JEE Mains · Chemistry · STD 11 - 6.1. Equilibrium - 1 (chemical Equilibrium)
The gas phase reaction \(2 A ( g ) \rightleftharpoons A _{2}( g )\) at \(400\, K\) has \(\Delta G ^{\circ}=+25.2\, kJ mol ^{-1}\).
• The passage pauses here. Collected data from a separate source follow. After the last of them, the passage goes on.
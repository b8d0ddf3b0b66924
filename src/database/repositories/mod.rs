//! Database repositories module
//!
//! This module contains repository implementations for data access

pub mod user;
pub mod invite;
pub mod referral;
pub mod subscription;
pub mod payment;
pub mod promo;
pub mod ticket;

pub use user::UserRepository;
pub use invite::InviteRepository;
pub use referral::ReferralRepository;
pub use subscription::SubscriptionRepository;
pub use payment::{PaymentRepository, RevenueRow};
pub use promo::PromoRepository;
pub use ticket::TicketRepository;
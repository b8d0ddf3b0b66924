//! Test context for unified test setup
//!
//! Wires a real `ServiceFactory` onto the test database with the cache
//! disabled and the in-memory panel and sink.

use std::sync::Arc;
use hiddify_bot::config::Settings;
use hiddify_bot::database::DatabaseService;
use hiddify_bot::services::{CacheService, OutcomeSink, ServiceFactory, VpnPanel};

use super::database_helper::TestDatabase;
use super::fakes::{FakePanel, RecordingSink};

pub const ADMIN_ID: i64 = 555_666_777;

/// Test configuration options
#[derive(Debug, Clone)]
pub struct TestConfig {
    pub admin_ids: Vec<i64>,
    pub cryptobot_api_url: Option<String>,
    pub max_open_tickets: u32,
}

impl Default for TestConfig {
    fn default() -> Self {
        Self {
            admin_ids: vec![ADMIN_ID],
            cryptobot_api_url: None,
            max_open_tickets: 3,
        }
    }
}

/// Unified test context that manages all test components
pub struct TestContext {
    pub database: TestDatabase,
    pub services: ServiceFactory,
    pub panel: Arc<FakePanel>,
    pub sink: Arc<RecordingSink>,
    pub settings: Settings,
}

impl TestContext {
    /// Create a context with default settings
    ///
    /// Panics without Docker or `TEST_DATABASE_URL`; store tests never pass vacuously.
    pub async fn start() -> Self {
        Self::start_with_config(TestConfig::default()).await
    }

    pub async fn start_with_config(config: TestConfig) -> Self {
        let database = TestDatabase::new()
            .await
            .expect("test database: set TEST_DATABASE_URL or make Docker available");
        let settings = Self::create_test_settings(&database, &config);

        let panel = Arc::new(FakePanel::new());
        let sink = Arc::new(RecordingSink::new());
        let services = ServiceFactory::new(
            &settings,
            DatabaseService::new(database.pool.clone()),
            CacheService::disabled(&settings.redis),
            panel.clone() as Arc<dyn VpnPanel>,
            sink.clone() as Arc<dyn OutcomeSink>,
        )
        .expect("Failed to build services");

        Self { database, services, panel, sink, settings }
    }

    /// Create test-specific settings
    fn create_test_settings(database: &TestDatabase, config: &TestConfig) -> Settings {
        let mut settings = Settings::default();

        settings.bot.token = "12345:test_token".to_string();
        settings.bot.admin_ids = config.admin_ids.clone();

        settings.database.url = database.database_url.clone();
        settings.database.max_connections = 5;

        settings.redis.enabled = false;
        settings.redis.prefix = "test_hiddify_bot:".to_string();

        settings.panel.max_retries = 2;
        settings.panel.retry_base_delay_ms = 1;

        settings.payments.telegram_stars_enabled = true;
        settings.payments.yoomoney_token = Some("410011111111111".to_string());
        if let Some(url) = &config.cryptobot_api_url {
            settings.payments.cryptobot_token = Some("test-crypto-token".to_string());
            settings.payments.cryptobot_api_url = Some(url.clone());
        }

        settings.support.max_open_tickets = config.max_open_tickets;
        settings.logging.level = "debug".to_string();

        settings
    }

    /// Direct store access for assertions
    pub fn db(&self) -> DatabaseService {
        DatabaseService::new(self.database.pool.clone())
    }
}
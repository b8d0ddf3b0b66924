//! Telegram Stars payment updates
//!
//! Stars invoices carry our provider payment id as their payload. The
//! pre-checkout query is answered after checking it against the pending
//! payment; the successful-payment message feeds reconciliation.

use std::sync::Arc;
use teloxide::{Bot, types::{Message, PreCheckoutQuery}, prelude::*};
use tracing::{debug, info, warn};
use crate::services::ServiceFactory;
use crate::utils::errors::Result;
use crate::utils::helpers::format_timestamp;

pub async fn handle_pre_checkout(bot: Bot, query: PreCheckoutQuery, services: Arc<ServiceFactory>) -> Result<()> {
    let telegram_id = query.from.id.0 as i64;
    debug!(telegram_id, payload = %query.invoice_payload, "Pre-checkout query");

    let verdict = services
        .payment_service
        .validate_stars_checkout(telegram_id, &query.invoice_payload, query.total_amount, &query.currency)
        .await;

    match verdict {
        Ok(_) => {
            bot.answer_pre_checkout_query(query.id, true).await?;
        }
        Err(e) => {
            warn!(telegram_id, payload = %query.invoice_payload, error = %e, "Pre-checkout rejected");
            bot.answer_pre_checkout_query(query.id, false)
                .error_message(e.user_message())
                .await?;
        }
    }
    Ok(())
}

pub async fn handle_successful_payment(bot: Bot, msg: Message, services: Arc<ServiceFactory>) -> Result<()> {
    let Some(paid) = msg.successful_payment() else {
        return Ok(());
    };
    info!(payload = %paid.invoice_payload, charge = %paid.telegram_payment_charge_id, "Stars payment received");

    let text = match services
        .payment_service
        .complete_stars_payment(
            &paid.invoice_payload,
            &paid.telegram_payment_charge_id,
            paid.total_amount,
            &paid.currency,
        )
        .await
    {
        Ok(outcome) => match outcome.expires_at {
            Some(expires_at) => format!("Thank you! Your subscription is active until {}.", format_timestamp(expires_at)),
            None => "Thank you! Your payment was received.".to_string(),
        },
        Err(e) => {
            warn!(payload = %paid.invoice_payload, error = %e, "Stars payment could not be applied");
            e.user_message()
        }
    };

    bot.send_message(msg.chat.id, text).await?;
    Ok(())
}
The equilibrium constant \(K _{ C }\) for this reaction is \(...... \times 10^{-2}\). (Round off to the Nearest integ \(\left[\right.\) Use \(: R=8.3\, J mol ^{-1} K ^{-1}, \ln 10=2.3\) \(\left.\log _{10} 2=0.30,1\, atm =1\, bar \right]\) \([\) antilog \((-0.3)=0.501]\)
- A \(141\)
- B \(166\)
- C \(206\)
- D \(111\)
Answer & Solution
Correct Answer
(B) \(166\)
Step-by-step Solution
Detailed explanation
Using formula \(\Delta_{ r } G ^{0}=- RT \ln K _{ p }\) \(25200=-2.3 \times 8.3 \times 400 \log \left( K _{ p }\right)\) \(K _{ p }=10^{-3.3}=10^{-3} \times 0.501\) \(=5.01 \times 10^{-4} \,Bar ^{-1}\) \(=5.01 \times 10^{-9}\, Pa ^{-1}\) \(=\frac{ K _{ C }}{8.3 \times 400}\)…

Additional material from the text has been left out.